Posh kids, and second level rest-of-us not doing exams are eyeing up dinner time today with the itchy drool of a toddler that hears the Ice-Cream van. It’s been a long week made even longer with weather reports and a Donegal Postman’s promise of a long summer.

Needless to say I won’t be planning an’ting much since we’re already out’ve the Munster Championship.

But this was always the weekend when dates were coloured in and away locations agreed. In and around the run up to this weekend was when the funny tummy came in as we overthought the League displays, last year’s u-21s, and lined out our “one’s ta’watch out for” in the June July, ideally August at least, and please please Mother Mary and all your moving statues, September ahead.

This was also the week of the annual staging of the “don’t rule out Galway” singers.

Usually.

But for once I’ll be keeping my Season’s Sunday’s untenanted. It’s the nature of the game, I know, and there’s always next year; I know that too, too well. I’ve already accepted the evolution of age blended with responsibility, and that my gallivanting and blaggarding weekends are behind me.

But my Sunday in Thurles is very hard to replace.

The sangwiches, the bottles of Lucozade, the beeping at fellow travellers’ flags that would start at the Red Cow, the winding drive in from Templemore. The parking. The Nordie lads arriving in flash cars for a bitta’ Munster Hurling Master Class…My heart is broken.
‘Thur’s ur’ V now!

Whatty’bout ye?

How’s the big’mon?

It’s over.

Skinned our hearts and skinned our knees….,

I’m fierce maudlin lately, it must be the menopause. Ha. It awaits us all. But the fussing about Bruce reminded me of an experience everyone should have. June Bank Holiday 1985 I got on a double decker at the Grand Parade and went to Slane.

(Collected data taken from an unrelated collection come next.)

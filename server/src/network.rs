//! Server network layer: socket ownership, receive loop and background tasks

use crate::broadcast::{SnapshotBroadcaster, SNAPSHOT_INTERVAL};
use crate::challenge::ChallengeError;
use crate::config::ServerConfig;
use crate::dispatcher::Dispatcher;
use crate::session::SessionRegistry;
use crate::world::EntityTable;
use log::{error, info, warn};
use std::net::SocketAddr;
use std::sync::Arc;
use std::time::Duration;
use tokio::net::UdpSocket;
use tokio::task::JoinHandle;

/// Largest datagram the receive loop accepts.
const RECV_BUFFER_SIZE: usize = 2048;

/// How often idle sessions are swept when eviction is enabled.
const IDLE_SWEEP_INTERVAL: Duration = Duration::from_secs(1);

/// Runtime knobs that are not part of the advertised server config
#[derive(Debug, Clone)]
pub struct ServerSettings {
    pub bind_addr: String,
    pub snapshot_interval: Duration,
    /// `None` keeps sessions for the lifetime of the process.
    pub session_timeout: Option<Duration>,
}

impl Default for ServerSettings {
    fn default() -> Self {
        Self {
            bind_addr: format!("0.0.0.0:{}", shared::DEFAULT_PORT),
            snapshot_interval: SNAPSHOT_INTERVAL,
            session_timeout: None,
        }
    }
}

/// Out-of-band protocol server
///
/// Owns the UDP socket and the session registry, and injects both into the
/// dispatcher (receive loop) and the snapshot broadcaster (timer task).
pub struct Server {
    socket: Arc<UdpSocket>,
    registry: Arc<SessionRegistry>,
    world: Arc<EntityTable>,
    dispatcher: Dispatcher,
    settings: ServerSettings,
}

impl Server {
    pub async fn new(
        settings: ServerSettings,
        config: ServerConfig,
        world: Arc<EntityTable>,
    ) -> Result<Self, Box<dyn std::error::Error>> {
        let socket = Arc::new(UdpSocket::bind(&settings.bind_addr).await?);
        info!("Server listening on {}", socket.local_addr()?);

        let registry = Arc::new(SessionRegistry::new());
        let dispatcher = Dispatcher::new(
            Arc::clone(&socket),
            Arc::clone(&registry),
            Arc::new(config),
        );

        Ok(Server {
            socket,
            registry,
            world,
            dispatcher,
            settings,
        })
    }

    pub fn local_addr(&self) -> std::io::Result<SocketAddr> {
        self.socket.local_addr()
    }

    /// Shared handle to the session registry
    pub fn registry(&self) -> Arc<SessionRegistry> {
        Arc::clone(&self.registry)
    }

    /// Spawns the snapshot broadcaster on its own timer
    fn spawn_broadcaster(&self) -> JoinHandle<()> {
        let broadcaster = SnapshotBroadcaster::new(
            Arc::clone(&self.socket),
            Arc::clone(&self.registry),
            Arc::clone(&self.world),
            self.settings.snapshot_interval,
        );
        tokio::spawn(broadcaster.run())
    }

    /// Spawns the idle session sweep
    fn spawn_idle_sweeper(&self, timeout: Duration) -> JoinHandle<()> {
        let registry = Arc::clone(&self.registry);

        tokio::spawn(async move {
            let mut interval = tokio::time::interval(IDLE_SWEEP_INTERVAL);

            loop {
                interval.tick().await;

                let evicted = registry.evict_idle(timeout).await;
                if !evicted.is_empty() {
                    info!("Evicted {} idle sessions", evicted.len());
                }
            }
        })
    }

    /// Runs the receive loop until the challenge randomness source fails
    ///
    /// Datagrams are handled one at a time; transport errors are logged and
    /// the loop carries on.
    pub async fn run(&self) -> Result<(), ChallengeError> {
        let broadcaster = self.spawn_broadcaster();
        let sweeper = self
            .settings
            .session_timeout
            .map(|timeout| self.spawn_idle_sweeper(timeout));

        info!("Server started successfully");

        let result = self.receive_loop().await;

        broadcaster.abort();
        if let Some(sweeper) = sweeper {
            sweeper.abort();
        }
        result
    }

    async fn receive_loop(&self) -> Result<(), ChallengeError> {
        let mut buffer = [0u8; RECV_BUFFER_SIZE];

        loop {
            match self.socket.recv_from(&mut buffer).await {
                Ok((len, addr)) => {
                    if let Err(e) = self.dispatcher.handle_datagram(&buffer[..len], addr).await {
                        error!("Fatal error while handling {}: {}", addr, e);
                        return Err(e);
                    }
                }
                Err(e) => {
                    warn!("Error receiving packet: {}", e);
                    tokio::time::sleep(Duration::from_millis(10)).await;
                }
            }
        }
    }
}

If pushed, I’d have to admit I’d probably never even heard of him before then, I was given a ticket, and sur’ everyone one else was going. Besides, the Mam and Dad were down the ‘van opening it up while I was under study orders. Sur who’d know? There were no phones to tell on me.

I’m on Fire” was played again and again and again; and when the batteries ran out of the cassette players, we sang it. The Langers on that double decker must’ve been just like me, along for ride since we only had the one Springsteen song between us.

And that the only sangwiches to be had were either banana or egg. The smell, the tingfoil, the ten Major that lasted ‘till the Curragh, the comrades; the unforgettable beauty of our very own convoy that was smeared until it reeked of “We’re On the One Road, Singing the One Song.”

So whether tis Championship matches, Euros, Festivals, Fleadhs or Come-All-Ya’s that will feature in your Summer and the Summers ahead of ye; one day that road trip will slow down, shorten, get bumpy with complications, thin out of friends and recognisable faces, and eventually stop; and you won’t even notice.

So burn it up while you can. Leave your marks and make memories that will live with you like tattoos, because I wouldn’t change a bit’ve mine.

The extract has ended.